La voici ! Verte et mûre, l’abdomen gonflé, elle est énorme ! Ma tension est extrême, mais je ne fais pas un geste, pas un pas. Il ne faut pas qu’elle se doute de ma présence. Puis, très lentement, je fais le tour du bosquet. Je suis maintenant derrière elle, à peut-être 40 ou 50 centimètres. Elle se tient droite, parfaitement immobile pour percevoir le moindre mouvement de proies qui pourraient passer à sa portée. Et j’avance. Je ne peux pas dire… millimètre après millimètre. J’avance sur place. Ma tension est à son comble.
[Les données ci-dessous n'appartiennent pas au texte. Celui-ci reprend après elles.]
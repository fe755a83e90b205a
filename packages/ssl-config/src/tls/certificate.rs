//! Minimal X.509 inspection for logging and diagnostics

use der::Decode;
use der::asn1::{Ia5StringRef, ObjectIdentifier, PrintableStringRef, Utf8StringRef};
use rustls::pki_types::CertificateDer;
use x509_cert::Certificate;
use x509_cert::name::Name;

/// commonName
const OID_CN: ObjectIdentifier = ObjectIdentifier::new_unwrap("2.5.4.3");

/// Subject and issuer of a certificate, rendered as RFC 4514 strings.
#[derive(Debug, Clone, PartialEq, Eq)]
pub struct CertificateSummary {
    pub subject: String,
    pub issuer: String,
    pub common_name: Option<String>,
}

impl CertificateSummary {
    /// True when subject and issuer are the same name.
    #[must_use]
    pub fn is_self_issued(&self) -> bool {
        self.subject == self.issuer
    }
}

/// Parses just enough of `der` to describe it.
///
/// # Errors
///
/// Returns the DER error if the bytes are not an X.509 certificate.
pub fn summarize(der: &CertificateDer<'_>) -> Result<CertificateSummary, der::Error> {
    let certificate = Certificate::from_der(der.as_ref())?;
    let tbs = &certificate.tbs_certificate;

    Ok(CertificateSummary {
        subject: tbs.subject.to_string(),
        issuer: tbs.issuer.to_string(),
        common_name: common_name(&tbs.subject),
    })
}

fn common_name(name: &Name) -> Option<String> {
    name.0
        .iter()
        .flat_map(|rdn| rdn.0.iter())
        .filter(|atv| atv.oid == OID_CN)
        .find_map(|atv| {
            if let Ok(value) = Utf8StringRef::try_from(&atv.value) {
                Some(value.to_string())
            } else if let Ok(value) = PrintableStringRef::try_from(&atv.value) {
                Some(value.to_string())
            } else {
                Ia5StringRef::try_from(&atv.value).ok().map(|value| value.to_string())
            }
        })
}

/// Subject for log fields; never fails.
pub(crate) fn describe(der: &CertificateDer<'_>) -> String {
    match summarize(der) {
        Ok(summary) => summary.subject,
        Err(e) => format!("<unparsable certificate: {e}>"),
    }
}
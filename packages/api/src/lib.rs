//! # remoting
//!
//! TLS socket factories built from declarative trust and key store
//! configuration, plus the response decoders clients plug in on top.
//!
//! The TLS half lives in [`remoting_ssl`] and is re-exported here.

#![deny(unsafe_code)]
#![warn(clippy::all, clippy::pedantic)]

pub mod decoder;

pub use decoder::{DecodeError, Decoder, JsonDecoder, TextDelegateDecoder};

pub use remoting_ssl::{
    ConfigurationError, Error, Kind, Result, SslConfiguration, SslConfigurationParts,
    SslSocketFactories, SslSocketFactory, StoreType,
};

/// The TLS configuration and factory crate.
pub use remoting_ssl as ssl;
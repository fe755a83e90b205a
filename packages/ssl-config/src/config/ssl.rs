//! SSL configuration value object
//!
//! An `SslConfiguration` can only be obtained through
//! [`SslConfiguration::try_from_parts`] (directly, through
//! [`SslConfigurationParts::build`], or through serde), so every instance in
//! circulation satisfies the key store invariants.

use std::fmt;
use std::path::{Path, PathBuf};

use serde::Deserialize;
use zeroize::Zeroizing;

use super::store_type::StoreType;
use super::validation::{ConfigResult, ConfigurationError, validate_key_store};

/// Where to find trust material and, optionally, the client identity for
/// mutual TLS.
#[derive(Clone, PartialEq, Eq, Deserialize)]
#[serde(try_from = "SslConfigurationParts")]
pub struct SslConfiguration {
    trust_store_path: PathBuf,
    trust_store_type: StoreType,
    key_store: Option<KeyStoreConfiguration>,
}

/// The key store half of an `SslConfiguration`. Path and password always
/// travel together.
#[derive(Clone, PartialEq, Eq)]
pub struct KeyStoreConfiguration {
    path: PathBuf,
    store_type: StoreType,
    password: Zeroizing<String>,
    key_alias: Option<String>,
}

impl SslConfiguration {
    /// A trust-only configuration reading a JKS trust store.
    pub fn new(trust_store_path: impl Into<PathBuf>) -> Self {
        Self {
            trust_store_path: trust_store_path.into(),
            trust_store_type: StoreType::default(),
            key_store: None,
        }
    }

    /// Starts collecting fields for a configuration.
    #[must_use]
    pub fn builder() -> SslConfigurationParts {
        SslConfigurationParts::default()
    }

    /// Validates the collected fields and produces a configuration.
    ///
    /// # Errors
    ///
    /// Returns a `ConfigurationError` naming the violated invariant:
    /// - the trust store path is missing
    /// - only one of key store path and key store password is set
    /// - a key alias is set without a key store path
    pub fn try_from_parts(parts: SslConfigurationParts) -> ConfigResult<Self> {
        let SslConfigurationParts {
            trust_store_path,
            trust_store_type,
            key_store_path,
            key_store_type,
            key_store_password,
            key_store_key_alias,
        } = parts;

        let trust_store_path = trust_store_path.ok_or(ConfigurationError::MissingTrustStorePath)?;

        validate_key_store(
            key_store_path.is_some(),
            key_store_password.is_some(),
            key_store_key_alias.is_some(),
        )?;

        let key_store = match (key_store_path, key_store_password) {
            (Some(path), Some(password)) => Some(KeyStoreConfiguration {
                path,
                store_type: key_store_type.unwrap_or_default(),
                password,
                key_alias: key_store_key_alias,
            }),
            _ => None,
        };

        Ok(Self {
            trust_store_path,
            trust_store_type: trust_store_type.unwrap_or_default(),
            key_store,
        })
    }

    #[must_use]
    pub fn trust_store_path(&self) -> &Path {
        &self.trust_store_path
    }

    #[must_use]
    pub fn trust_store_type(&self) -> StoreType {
        self.trust_store_type
    }

    /// The key store settings, present only for mutual TLS.
    #[must_use]
    pub fn key_store(&self) -> Option<&KeyStoreConfiguration> {
        self.key_store.as_ref()
    }

    #[must_use]
    pub fn key_store_path(&self) -> Option<&Path> {
        self.key_store.as_ref().map(KeyStoreConfiguration::path)
    }

    /// The key store type, defaulting to JKS when no key store is configured.
    #[must_use]
    pub fn key_store_type(&self) -> StoreType {
        self.key_store
            .as_ref()
            .map(KeyStoreConfiguration::store_type)
            .unwrap_or_default()
    }

    #[must_use]
    pub fn key_store_password(&self) -> Option<&str> {
        self.key_store.as_ref().map(KeyStoreConfiguration::password)
    }

    #[must_use]
    pub fn key_store_key_alias(&self) -> Option<&str> {
        self.key_store.as_ref().and_then(KeyStoreConfiguration::key_alias)
    }
}

impl KeyStoreConfiguration {
    #[must_use]
    pub fn path(&self) -> &Path {
        &self.path
    }

    #[must_use]
    pub fn store_type(&self) -> StoreType {
        self.store_type
    }

    #[must_use]
    pub fn password(&self) -> &str {
        &self.password
    }

    #[must_use]
    pub fn key_alias(&self) -> Option<&str> {
        self.key_alias.as_deref()
    }
}

impl TryFrom<SslConfigurationParts> for SslConfiguration {
    type Error = ConfigurationError;

    fn try_from(parts: SslConfigurationParts) -> Result<Self, Self::Error> {
        Self::try_from_parts(parts)
    }
}

impl fmt::Debug for SslConfiguration {
    fn fmt(&self, f: &mut fmt::Formatter<'_>) -> fmt::Result {
        f.debug_struct("SslConfiguration")
            .field("trust_store_path", &self.trust_store_path)
            .field("trust_store_type", &self.trust_store_type)
            .field("key_store", &self.key_store)
            .finish()
    }
}

impl fmt::Debug for KeyStoreConfiguration {
    fn fmt(&self, f: &mut fmt::Formatter<'_>) -> fmt::Result {
        f.debug_struct("KeyStoreConfiguration")
            .field("path", &self.path)
            .field("store_type", &self.store_type)
            .field("password", &"<redacted>")
            .field("key_alias", &self.key_alias)
            .finish()
    }
}

/// Unvalidated configuration fields, in the shape they appear in
/// configuration files.
///
/// Setters consume and return the value so fields can be supplied in any
/// order; [`build`](Self::build) is the only way out.
#[derive(Clone, Default, Deserialize)]
#[serde(rename_all = "camelCase")]
pub struct SslConfigurationParts {
    trust_store_path: Option<PathBuf>,
    trust_store_type: Option<StoreType>,
    key_store_path: Option<PathBuf>,
    key_store_type: Option<StoreType>,
    key_store_password: Option<Zeroizing<String>>,
    key_store_key_alias: Option<String>,
}

impl SslConfigurationParts {
    #[must_use]
    pub fn trust_store_path(mut self, path: impl Into<PathBuf>) -> Self {
        self.trust_store_path = Some(path.into());
        self
    }

    #[must_use]
    pub fn trust_store_type(mut self, store_type: StoreType) -> Self {
        self.trust_store_type = Some(store_type);
        self
    }

    #[must_use]
    pub fn key_store_path(mut self, path: impl Into<PathBuf>) -> Self {
        self.key_store_path = Some(path.into());
        self
    }

    #[must_use]
    pub fn key_store_type(mut self, store_type: StoreType) -> Self {
        self.key_store_type = Some(store_type);
        self
    }

    #[must_use]
    pub fn key_store_password(mut self, password: impl Into<String>) -> Self {
        self.key_store_password = Some(Zeroizing::new(password.into()));
        self
    }

    #[must_use]
    pub fn key_store_key_alias(mut self, alias: impl Into<String>) -> Self {
        self.key_store_key_alias = Some(alias.into());
        self
    }

    /// Validates the fields. See [`SslConfiguration::try_from_parts`].
    ///
    /// # Errors
    ///
    /// Returns the `ConfigurationError` for the first violated invariant.
    pub fn build(self) -> ConfigResult<SslConfiguration> {
        SslConfiguration::try_from_parts(self)
    }
}

impl fmt::Debug for SslConfigurationParts {
    fn fmt(&self, f: &mut fmt::Formatter<'_>) -> fmt::Result {
        f.debug_struct("SslConfigurationParts")
            .field("trust_store_path", &self.trust_store_path)
            .field("trust_store_type", &self.trust_store_type)
            .field("key_store_path", &self.key_store_path)
            .field("key_store_type", &self.key_store_type)
            .field(
                "key_store_password",
                &self.key_store_password.as_ref().map(|_| "<redacted>"),
            )
            .field("key_store_key_alias", &self.key_store_key_alias)
            .finish()
    }
}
Lorsque je ne suis plus qu’à 5 centimètres, je détends mes ailes et saute sur son dos. Et je la pénètre. Elle reste là, toujours immobile. Elle est belle. Elle me dépasse d’une bonne moitié. Ma douleur à l’abdomen devient intolérable. C’est alors qu’elle semble percevoir ma présence. Elle tourne la tête. Ses yeux plongent dans les miens. Et ses bras ravisseurs me tranchent la tête, comme ça, d’un seul coup. C’est alors que je ressens enfin un soulagement. Je me libère, je jouis. Dans mon corps pris de soubresauts, la sensation est extrême. Mon éjaculation se poursuit à l’infini, alors que ma tête détachée est déjà à moitié dévorée sous ses mandibules. Ce plaisir parfait ne dure pas très longtemps, le temps que le souvenir de la vie quitte le corps. Mais il est incomparable.

L’avis de l’enquêteur

Nous savions que la mante religieuse femelle dévore son mâle après l’accouplement. Dans ses minutieuses descriptions, Fabre attribuait cet étrange comportement à la faim insatiable de la femelle. D’autres ont par la suite prétendu que l’ovulation provoquait un besoin en protéines qui n’était satisfait que par la dévoration du mâle. Mais des recherches récentes ont montré que, chez certaines espèces de mantes religieuses, la présence d’un mécanisme inhibiteur situé dans la tête, dans un ganglion nerveux, empêchait le mâle d’expulser sa semence. La décapitation lui permet de se débarrasser de cette inhibition ; l’accouplement de ces mantes religieuses ne peut donc s’accomplir que par le corps d’un mâle sans tête. Cette notion selon laquelle l’inhibition sexuelle se trouverait dans la tête, la pulsion ne s’exprimant qu’après en être libéré, est, comme on le sait, un fantasme très répandu dans l’espèce humaine. Il se retrouve même dans certaines thèses psychanalytiques ; il n’est certainement pas absent de la théorie de Freud, jusque dans le concept de refoulement. Ce même fantasme trouve son expression dans des pratiques sexuelles d’étranglement destinées à accroître le plaisir.

Mais il n’est pas si récent. On en trouve les prémices dès l’antiquité biblique, dans ces étranges traditions reliées à la cueillette d’une racine de forme grossièrement humaine que l’on nomme mandragore. Cette plante, censée procurer à celui qui la possède pouvoir et fécondité, était arrachée de terre avec d’infinies précautions au cours de rituels complexes. Les plus recherchées étaient celles qui poussaient sous les gibets, car la mandragore serait fécondée, pensait-on alors, par le sperme des pendus. Là aussi, la séparation de la tête sous la brutale pression de la corde, produisait la fécondité la plus vigoureuse susceptible d’ensemencer jusqu’à la terre.

(1) Souvenirs entomologiques, par Jean-Henri Fabre. (Robert Laffont/Bouquins).